Testing how a spider scrapes a given HTML file

Question

Testing how a spider scrapes a given HTML file

seb-jones opened this issue 2 years ago · comments

Hello there,

Just a question. Is there a simple way to feature test a spider by giving it some HTML and inspecting what it returns, e.g. making assertions against what would be returned by collectSpider.

Many thanks

Seb

Kai Sassnowski · Answer 1 · Sat Jul 02 2022 13:26:53 GMT+0800 (China Standard Time)

I'm afraid there isn't nice way to do this at the moment but it's something I will probably add in the future.

Seb Jones · Answer 2 · Sat Jul 02 2022 15:09:49 GMT+0800 (China Standard Time)

Cool cool, thanks for the response :)

Seb Jones · Answer 3 · Sun Jul 03 2022 01:39:47 GMT+0800 (China Standard Time)

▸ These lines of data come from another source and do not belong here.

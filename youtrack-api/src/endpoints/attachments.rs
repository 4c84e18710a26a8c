//! # Attachment Endpoints
//!
//! Attachment listing and multipart upload.

use reqwest::Method;
use reqwest::multipart::{Form, Part};
use serde_json::Value;

use crate::client::YouTrackClient;
use crate::error::ApiError;
use crate::models::SearchOptions;

impl YouTrackClient {
  /// List attachments on an issue.
  pub async fn list_attachments(&self, issue_id: &str, options: &SearchOptions) -> Result<Value, ApiError> {
    self
      .request(Method::GET, &format!("/issues/{issue_id}/attachments"), None, &options.to_query())
      .await
  }

  /// Upload a file as an issue attachment. The bytes are sent as a single
  /// multipart `file` part under the given filename.
  pub async fn add_attachment(&self, issue_id: &str, filename: &str, content: Vec<u8>) -> Result<Value, ApiError> {
    let part = Part::bytes(content).file_name(filename.to_string());
    let form = Form::new().part("file", part);
    self.request_multipart(&format!("/issues/{issue_id}/attachments"), form).await
  }
}

#[cfg(test)]
mod tests {
  use anyhow::Result;
  use serde_json::json;
  use wiremock::matchers::{header_exists, method, path};
  use wiremock::{Mock, MockServer, ResponseTemplate};

  use crate::endpoints::test_support::test_client;
  use crate::models::SearchOptions;

  #[tokio::test]
  async fn test_list_attachments() -> Result<()> {
    let mock_server = MockServer::start().await;

    Mock::given(method("GET"))
      .and(path("/api/issues/DEMO-1/attachments"))
      .respond_with(ResponseTemplate::new(200).set_body_json(json!([{"id": "5-1", "name": "log.txt"}])))
      .mount(&mock_server)
      .await;

    let client = test_client(&mock_server);
    let attachments = client.list_attachments("DEMO-1", &SearchOptions::page(0, 50)).await?;
    assert_eq!(attachments[0]["name"], "log.txt");

    Ok(())
  }

  #[tokio::test]
  async fn test_add_attachment_uses_multipart() -> Result<()> {
    let mock_server = MockServer::start().await;

    Mock::given(method("POST"))
      .and(path("/api/issues/DEMO-1/attachments"))
      .and(header_exists("Content-Type"))
      .respond_with(ResponseTemplate::new(200).set_body_json(json!([{"id": "5-2", "name": "log.txt"}])))
      .mount(&mock_server)
      .await;

    let client = test_client(&mock_server);
    let uploaded = client.add_attachment("DEMO-1", "log.txt", b"panic at line 42".to_vec()).await?;
    assert_eq!(uploaded[0]["name"], "log.txt");

    Ok(())
  }

  #[tokio::test]
  async fn test_add_attachment_from_file_on_disk() -> Result<()> {
    let mock_server = MockServer::start().await;

    Mock::given(method("POST"))
      .and(path("/api/issues/DEMO-1/attachments"))
      .respond_with(ResponseTemplate::new(200).set_body_json(json!([{"id": "5-3", "name": "report.csv"}])))
      .mount(&mock_server)
      .await;

    let dir = tempfile::tempdir()?;
    let file_path = dir.path().join("report.csv");
    std::fs::write(&file_path, "issue,state\nDEMO-1,Open\n")?;
    let content = std::fs::read(&file_path)?;

    let client = test_client(&mock_server);
    let uploaded = client.add_attachment("DEMO-1", "report.csv", content).await?;
    assert_eq!(uploaded[0]["name"], "report.csv");

    Ok(())
  }
}
//! # Work Item Endpoints
//!
//! Time tracking entries under `/issues/{id}/timeTracking/workItems`.

use reqwest::Method;
use serde_json::Value;

use crate::client::YouTrackClient;
use crate::error::ApiError;
use crate::models::{NewWorkItem, SearchOptions, WorkItemPatch};

impl YouTrackClient {
  /// List work items logged against an issue.
  pub async fn list_work_items(&self, issue_id: &str, options: &SearchOptions) -> Result<Value, ApiError> {
    self
      .request(
        Method::GET,
        &format!("/issues/{issue_id}/timeTracking/workItems"),
        None,
        &options.to_query(),
      )
      .await
  }

  /// Log a new work item.
  pub async fn add_work_item(&self, issue_id: &str, work_item: &NewWorkItem) -> Result<Value, ApiError> {
    self
      .post_json(&format!("/issues/{issue_id}/timeTracking/workItems"), work_item, &[])
      .await
  }

  /// Update an existing work item.
  pub async fn update_work_item(
    &self,
    issue_id: &str,
    work_item_id: &str,
    patch: &WorkItemPatch,
  ) -> Result<Value, ApiError> {
    self
      .post_json(&format!("/issues/{issue_id}/timeTracking/workItems/{work_item_id}"), patch, &[])
      .await
  }

  /// Delete a work item.
  pub async fn delete_work_item(&self, issue_id: &str, work_item_id: &str) -> Result<Value, ApiError> {
    self
      .request(
        Method::DELETE,
        &format!("/issues/{issue_id}/timeTracking/workItems/{work_item_id}"),
        None,
        &[],
      )
      .await
  }
}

For what it's worth, I've managed to implement a fairly simple, albeit inelegant, way to do these kind of tests in the meantime. It works by firing up a PHP dev server and pointing the spider to that URL by overriding the startUrls. Thought I'd share the code here in case it was useful to anyone:

$serverProcess = null;

beforeAll(function () {
    global $serverProcess;
    $serverProcess = proc_open('cd resources/html && php -S localhost:8123', [], $pipes);
});

it('scrapes an html page', function () {
    $scrapedItems = Roach::collectSpider(
        MySpider::class,
        new Overrides(startUrls: ['http://localhost:8123']),
    );

    // do some assertions on $scrapedItems
});

afterAll(function () {
    global $serverProcess;
    proc_terminate($serverProcess);
});

The above assumes that there is an index.html file in resources/html.

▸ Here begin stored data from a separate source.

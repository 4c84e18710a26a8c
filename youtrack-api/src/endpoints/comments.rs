//! # Comment Endpoints

use reqwest::Method;
use serde_json::Value;

use crate::client::YouTrackClient;
use crate::error::ApiError;
use crate::models::{CommentPatch, NewComment, SearchOptions};

impl YouTrackClient {
  /// List comments on an issue.
  pub async fn list_comments(&self, issue_id: &str, options: &SearchOptions) -> Result<Value, ApiError> {
    self
      .request(Method::GET, &format!("/issues/{issue_id}/comments"), None, &options.to_query())
      .await
  }

  /// Add a comment to an issue.
  pub async fn add_comment(&self, issue_id: &str, comment: &NewComment) -> Result<Value, ApiError> {
    self.post_json(&format!("/issues/{issue_id}/comments"), comment, &[]).await
  }

  /// Update an existing comment.
  pub async fn update_comment(&self, issue_id: &str, comment_id: &str, patch: &CommentPatch) -> Result<Value, ApiError> {
    self
      .post_json(&format!("/issues/{issue_id}/comments/{comment_id}"), patch, &[])
      .await
  }

  /// Delete a comment.
  pub async fn delete_comment(&self, issue_id: &str, comment_id: &str) -> Result<Value, ApiError> {
    self
      .request(Method::DELETE, &format!("/issues/{issue_id}/comments/{comment_id}"), None, &[])
      .await
  }
}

I imagine there's probably a nicer way to do it, but this seems to be working right now.

Kai Sassnowski · Answer 4 · Sun Jul 03 2022 02:54:08 GMT+0800 (China Standard Time)

FYI, I've already started working on testing helpers for this. https://twitter.com/warsh33p/status/1543150150205538304

Shouldn't take too much longer.

Seb Jones · Answer 5 · Sun Jul 03 2022 04:03:58 GMT+0800 (China Standard Time)

Nice! I look forward to trying them out.